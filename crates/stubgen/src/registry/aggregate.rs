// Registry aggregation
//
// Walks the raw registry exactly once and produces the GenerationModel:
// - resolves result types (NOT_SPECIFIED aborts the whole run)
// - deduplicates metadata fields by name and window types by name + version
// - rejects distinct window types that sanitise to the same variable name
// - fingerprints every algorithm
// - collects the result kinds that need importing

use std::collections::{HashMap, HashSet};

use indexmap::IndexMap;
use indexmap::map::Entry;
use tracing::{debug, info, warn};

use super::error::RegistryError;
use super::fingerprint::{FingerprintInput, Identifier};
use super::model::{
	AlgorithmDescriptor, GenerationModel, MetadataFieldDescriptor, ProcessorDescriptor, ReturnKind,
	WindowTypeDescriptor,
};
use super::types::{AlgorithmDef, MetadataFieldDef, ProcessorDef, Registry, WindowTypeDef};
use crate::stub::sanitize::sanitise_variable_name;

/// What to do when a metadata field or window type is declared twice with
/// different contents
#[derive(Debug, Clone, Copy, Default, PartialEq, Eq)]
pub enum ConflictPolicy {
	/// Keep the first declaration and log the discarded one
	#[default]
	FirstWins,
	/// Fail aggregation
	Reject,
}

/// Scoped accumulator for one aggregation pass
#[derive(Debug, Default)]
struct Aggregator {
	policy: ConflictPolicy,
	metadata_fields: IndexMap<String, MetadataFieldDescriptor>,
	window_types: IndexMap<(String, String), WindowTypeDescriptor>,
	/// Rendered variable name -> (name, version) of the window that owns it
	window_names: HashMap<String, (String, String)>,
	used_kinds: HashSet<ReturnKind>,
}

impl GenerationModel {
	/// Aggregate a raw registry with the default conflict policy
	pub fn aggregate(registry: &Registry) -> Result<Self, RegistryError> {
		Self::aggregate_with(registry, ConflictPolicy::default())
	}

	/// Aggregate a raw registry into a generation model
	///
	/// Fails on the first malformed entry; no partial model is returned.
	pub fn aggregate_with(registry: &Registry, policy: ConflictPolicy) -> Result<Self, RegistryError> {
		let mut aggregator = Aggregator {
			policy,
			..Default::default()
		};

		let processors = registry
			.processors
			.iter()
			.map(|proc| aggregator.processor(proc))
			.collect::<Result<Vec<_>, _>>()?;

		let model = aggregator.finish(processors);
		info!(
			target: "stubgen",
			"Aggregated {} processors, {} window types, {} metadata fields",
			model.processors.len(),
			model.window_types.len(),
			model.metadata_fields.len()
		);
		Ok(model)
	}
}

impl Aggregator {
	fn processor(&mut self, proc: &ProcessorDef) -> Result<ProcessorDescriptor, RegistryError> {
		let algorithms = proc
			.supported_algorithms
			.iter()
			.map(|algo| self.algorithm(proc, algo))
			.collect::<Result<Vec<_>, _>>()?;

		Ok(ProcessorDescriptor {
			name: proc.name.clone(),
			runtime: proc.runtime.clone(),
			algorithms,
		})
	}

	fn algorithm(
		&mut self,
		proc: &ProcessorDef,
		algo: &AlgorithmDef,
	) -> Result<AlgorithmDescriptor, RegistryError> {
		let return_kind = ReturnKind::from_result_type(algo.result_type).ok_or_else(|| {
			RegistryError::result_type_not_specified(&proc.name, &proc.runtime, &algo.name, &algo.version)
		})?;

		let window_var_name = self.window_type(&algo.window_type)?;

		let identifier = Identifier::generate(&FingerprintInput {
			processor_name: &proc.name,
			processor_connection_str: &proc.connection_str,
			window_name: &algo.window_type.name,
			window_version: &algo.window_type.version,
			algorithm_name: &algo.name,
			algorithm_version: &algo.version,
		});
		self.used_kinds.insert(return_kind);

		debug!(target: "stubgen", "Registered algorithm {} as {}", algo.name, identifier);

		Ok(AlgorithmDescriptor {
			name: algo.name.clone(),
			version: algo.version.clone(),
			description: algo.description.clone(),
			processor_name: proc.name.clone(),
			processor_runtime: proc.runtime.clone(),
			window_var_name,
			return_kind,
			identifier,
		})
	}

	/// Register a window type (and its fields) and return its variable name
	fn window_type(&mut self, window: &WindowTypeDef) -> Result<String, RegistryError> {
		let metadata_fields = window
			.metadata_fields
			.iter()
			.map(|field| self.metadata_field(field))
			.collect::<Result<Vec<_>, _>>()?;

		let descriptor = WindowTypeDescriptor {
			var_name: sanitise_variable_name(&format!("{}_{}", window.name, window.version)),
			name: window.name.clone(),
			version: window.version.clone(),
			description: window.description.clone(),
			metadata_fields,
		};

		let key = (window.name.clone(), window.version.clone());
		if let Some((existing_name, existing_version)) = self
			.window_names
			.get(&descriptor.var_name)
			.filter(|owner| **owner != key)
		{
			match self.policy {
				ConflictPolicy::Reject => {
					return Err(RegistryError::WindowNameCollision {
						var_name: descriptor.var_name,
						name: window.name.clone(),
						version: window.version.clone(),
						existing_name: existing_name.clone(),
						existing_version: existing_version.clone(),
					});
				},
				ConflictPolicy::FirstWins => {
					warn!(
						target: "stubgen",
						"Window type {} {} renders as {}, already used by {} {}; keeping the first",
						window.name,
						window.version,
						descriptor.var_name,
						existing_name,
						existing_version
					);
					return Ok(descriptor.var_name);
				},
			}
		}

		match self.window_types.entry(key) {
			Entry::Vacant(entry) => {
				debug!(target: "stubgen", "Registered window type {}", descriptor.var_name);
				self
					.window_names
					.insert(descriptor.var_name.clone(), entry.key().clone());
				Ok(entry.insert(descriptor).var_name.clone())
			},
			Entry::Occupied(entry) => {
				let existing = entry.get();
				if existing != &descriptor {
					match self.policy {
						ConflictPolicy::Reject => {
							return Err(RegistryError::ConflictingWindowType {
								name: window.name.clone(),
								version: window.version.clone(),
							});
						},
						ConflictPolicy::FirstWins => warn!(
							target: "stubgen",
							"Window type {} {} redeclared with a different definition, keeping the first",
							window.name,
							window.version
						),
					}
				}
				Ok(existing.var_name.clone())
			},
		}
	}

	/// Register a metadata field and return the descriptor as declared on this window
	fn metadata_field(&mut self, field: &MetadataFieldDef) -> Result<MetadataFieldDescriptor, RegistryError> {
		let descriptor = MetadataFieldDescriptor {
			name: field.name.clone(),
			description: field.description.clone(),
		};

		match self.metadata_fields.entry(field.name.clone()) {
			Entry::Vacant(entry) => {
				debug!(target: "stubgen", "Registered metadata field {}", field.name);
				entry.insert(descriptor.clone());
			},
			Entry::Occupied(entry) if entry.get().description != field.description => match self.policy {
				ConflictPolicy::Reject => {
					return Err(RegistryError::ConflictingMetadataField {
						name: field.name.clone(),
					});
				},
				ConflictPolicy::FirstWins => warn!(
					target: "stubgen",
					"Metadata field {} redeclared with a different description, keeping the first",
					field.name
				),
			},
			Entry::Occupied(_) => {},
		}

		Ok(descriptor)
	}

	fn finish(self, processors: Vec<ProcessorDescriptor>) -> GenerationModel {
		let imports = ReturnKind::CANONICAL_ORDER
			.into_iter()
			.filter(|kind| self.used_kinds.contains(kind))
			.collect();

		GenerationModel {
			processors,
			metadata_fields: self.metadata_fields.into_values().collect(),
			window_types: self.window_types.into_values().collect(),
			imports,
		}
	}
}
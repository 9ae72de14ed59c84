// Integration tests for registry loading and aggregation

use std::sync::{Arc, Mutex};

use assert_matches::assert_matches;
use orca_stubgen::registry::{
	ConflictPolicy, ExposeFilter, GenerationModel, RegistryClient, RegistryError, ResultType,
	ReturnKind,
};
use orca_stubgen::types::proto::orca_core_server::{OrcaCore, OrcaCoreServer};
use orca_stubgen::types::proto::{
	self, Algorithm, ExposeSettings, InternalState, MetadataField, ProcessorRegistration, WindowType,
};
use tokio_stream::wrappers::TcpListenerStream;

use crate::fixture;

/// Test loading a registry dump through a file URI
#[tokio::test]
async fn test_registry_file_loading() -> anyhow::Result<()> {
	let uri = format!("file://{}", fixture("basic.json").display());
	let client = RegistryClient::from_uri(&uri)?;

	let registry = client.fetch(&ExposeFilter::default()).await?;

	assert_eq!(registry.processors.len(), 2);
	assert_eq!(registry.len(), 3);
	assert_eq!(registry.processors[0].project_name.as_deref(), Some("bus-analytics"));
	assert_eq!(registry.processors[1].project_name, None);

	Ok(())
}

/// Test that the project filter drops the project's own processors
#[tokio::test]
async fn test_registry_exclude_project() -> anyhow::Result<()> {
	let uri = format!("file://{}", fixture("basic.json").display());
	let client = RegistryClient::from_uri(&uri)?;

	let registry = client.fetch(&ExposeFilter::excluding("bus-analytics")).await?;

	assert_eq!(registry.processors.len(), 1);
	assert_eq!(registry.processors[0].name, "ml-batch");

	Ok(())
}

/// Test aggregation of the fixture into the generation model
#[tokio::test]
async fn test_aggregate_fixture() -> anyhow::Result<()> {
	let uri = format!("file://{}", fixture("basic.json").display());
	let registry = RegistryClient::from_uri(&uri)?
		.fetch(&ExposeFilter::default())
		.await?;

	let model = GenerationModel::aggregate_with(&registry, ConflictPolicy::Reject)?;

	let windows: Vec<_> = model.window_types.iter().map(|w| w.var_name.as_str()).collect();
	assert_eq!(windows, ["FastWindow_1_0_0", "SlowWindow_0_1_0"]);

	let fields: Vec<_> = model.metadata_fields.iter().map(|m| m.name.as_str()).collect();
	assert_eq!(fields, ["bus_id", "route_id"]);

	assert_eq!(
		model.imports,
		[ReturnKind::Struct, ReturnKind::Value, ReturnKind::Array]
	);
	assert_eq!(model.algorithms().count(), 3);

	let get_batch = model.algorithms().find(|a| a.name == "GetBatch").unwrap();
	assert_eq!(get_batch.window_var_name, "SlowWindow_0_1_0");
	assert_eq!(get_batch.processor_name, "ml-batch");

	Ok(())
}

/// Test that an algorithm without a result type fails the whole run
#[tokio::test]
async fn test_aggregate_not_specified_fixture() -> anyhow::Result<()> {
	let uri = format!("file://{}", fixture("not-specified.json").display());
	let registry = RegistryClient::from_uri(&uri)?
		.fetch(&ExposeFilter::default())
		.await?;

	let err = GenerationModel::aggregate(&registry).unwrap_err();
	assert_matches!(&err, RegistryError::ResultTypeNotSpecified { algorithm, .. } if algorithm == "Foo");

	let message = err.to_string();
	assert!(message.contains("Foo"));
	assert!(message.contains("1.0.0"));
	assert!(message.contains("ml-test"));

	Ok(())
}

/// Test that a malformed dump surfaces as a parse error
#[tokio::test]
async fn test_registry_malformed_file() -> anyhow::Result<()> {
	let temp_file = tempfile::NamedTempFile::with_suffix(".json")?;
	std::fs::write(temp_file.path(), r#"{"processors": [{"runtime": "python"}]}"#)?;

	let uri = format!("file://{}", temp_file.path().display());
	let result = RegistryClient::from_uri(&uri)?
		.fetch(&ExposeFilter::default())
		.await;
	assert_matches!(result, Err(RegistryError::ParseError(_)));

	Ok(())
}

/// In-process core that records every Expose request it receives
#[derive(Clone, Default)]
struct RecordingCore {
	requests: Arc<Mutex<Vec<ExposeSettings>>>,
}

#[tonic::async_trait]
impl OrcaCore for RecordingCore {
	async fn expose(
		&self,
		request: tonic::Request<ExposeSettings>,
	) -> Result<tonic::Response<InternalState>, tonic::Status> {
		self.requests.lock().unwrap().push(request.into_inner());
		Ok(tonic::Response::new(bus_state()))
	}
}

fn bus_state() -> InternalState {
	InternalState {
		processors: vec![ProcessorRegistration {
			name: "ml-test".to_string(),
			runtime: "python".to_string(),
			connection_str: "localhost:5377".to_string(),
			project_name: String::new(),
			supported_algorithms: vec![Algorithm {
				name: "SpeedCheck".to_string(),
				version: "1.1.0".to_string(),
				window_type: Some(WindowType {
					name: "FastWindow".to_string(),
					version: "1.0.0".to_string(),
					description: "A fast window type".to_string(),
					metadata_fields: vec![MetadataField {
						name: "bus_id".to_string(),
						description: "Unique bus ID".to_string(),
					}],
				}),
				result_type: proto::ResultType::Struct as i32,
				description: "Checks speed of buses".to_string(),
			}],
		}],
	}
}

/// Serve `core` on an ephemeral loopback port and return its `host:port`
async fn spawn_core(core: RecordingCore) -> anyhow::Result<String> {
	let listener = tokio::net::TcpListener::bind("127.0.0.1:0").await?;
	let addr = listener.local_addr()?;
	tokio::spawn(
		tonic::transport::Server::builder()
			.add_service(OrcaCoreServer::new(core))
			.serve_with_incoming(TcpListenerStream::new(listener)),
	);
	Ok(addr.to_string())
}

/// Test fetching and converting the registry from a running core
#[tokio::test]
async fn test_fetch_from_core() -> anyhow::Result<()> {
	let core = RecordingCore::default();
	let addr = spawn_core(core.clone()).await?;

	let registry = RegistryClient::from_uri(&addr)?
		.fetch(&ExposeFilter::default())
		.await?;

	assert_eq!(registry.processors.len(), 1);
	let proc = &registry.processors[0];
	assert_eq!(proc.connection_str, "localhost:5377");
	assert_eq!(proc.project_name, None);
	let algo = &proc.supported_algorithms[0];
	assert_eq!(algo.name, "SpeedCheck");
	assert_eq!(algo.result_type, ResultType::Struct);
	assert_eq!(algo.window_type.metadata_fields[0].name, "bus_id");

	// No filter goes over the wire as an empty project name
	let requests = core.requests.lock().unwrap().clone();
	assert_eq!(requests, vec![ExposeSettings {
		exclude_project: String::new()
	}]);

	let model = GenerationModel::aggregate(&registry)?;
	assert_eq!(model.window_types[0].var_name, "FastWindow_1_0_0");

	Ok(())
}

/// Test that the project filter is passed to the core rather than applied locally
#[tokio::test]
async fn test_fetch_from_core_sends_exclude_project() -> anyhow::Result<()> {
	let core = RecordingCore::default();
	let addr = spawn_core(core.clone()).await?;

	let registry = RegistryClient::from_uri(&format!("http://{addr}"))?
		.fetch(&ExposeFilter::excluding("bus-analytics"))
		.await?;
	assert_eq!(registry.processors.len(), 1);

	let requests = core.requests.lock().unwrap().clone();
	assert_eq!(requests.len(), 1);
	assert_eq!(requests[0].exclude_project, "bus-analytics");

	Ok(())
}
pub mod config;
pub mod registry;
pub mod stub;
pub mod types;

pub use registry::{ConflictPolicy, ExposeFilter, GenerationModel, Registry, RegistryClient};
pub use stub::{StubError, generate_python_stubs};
□ □ □ □
Exercise requirements:
Write out the listing's lines exactly, from its first line through the line that contains "same variable name", and stop there.

Task result:
filename crates/stubgen/src/registry/aggregate.rs
// Registry aggregation
//
// Walks the raw registry exactly once and produces the GenerationModel:
// - resolves result types (NOT_SPECIFIED aborts the whole run)
// - deduplicates metadata fields by name and window types by name + version
// - rejects distinct window types that sanitise to the same variable name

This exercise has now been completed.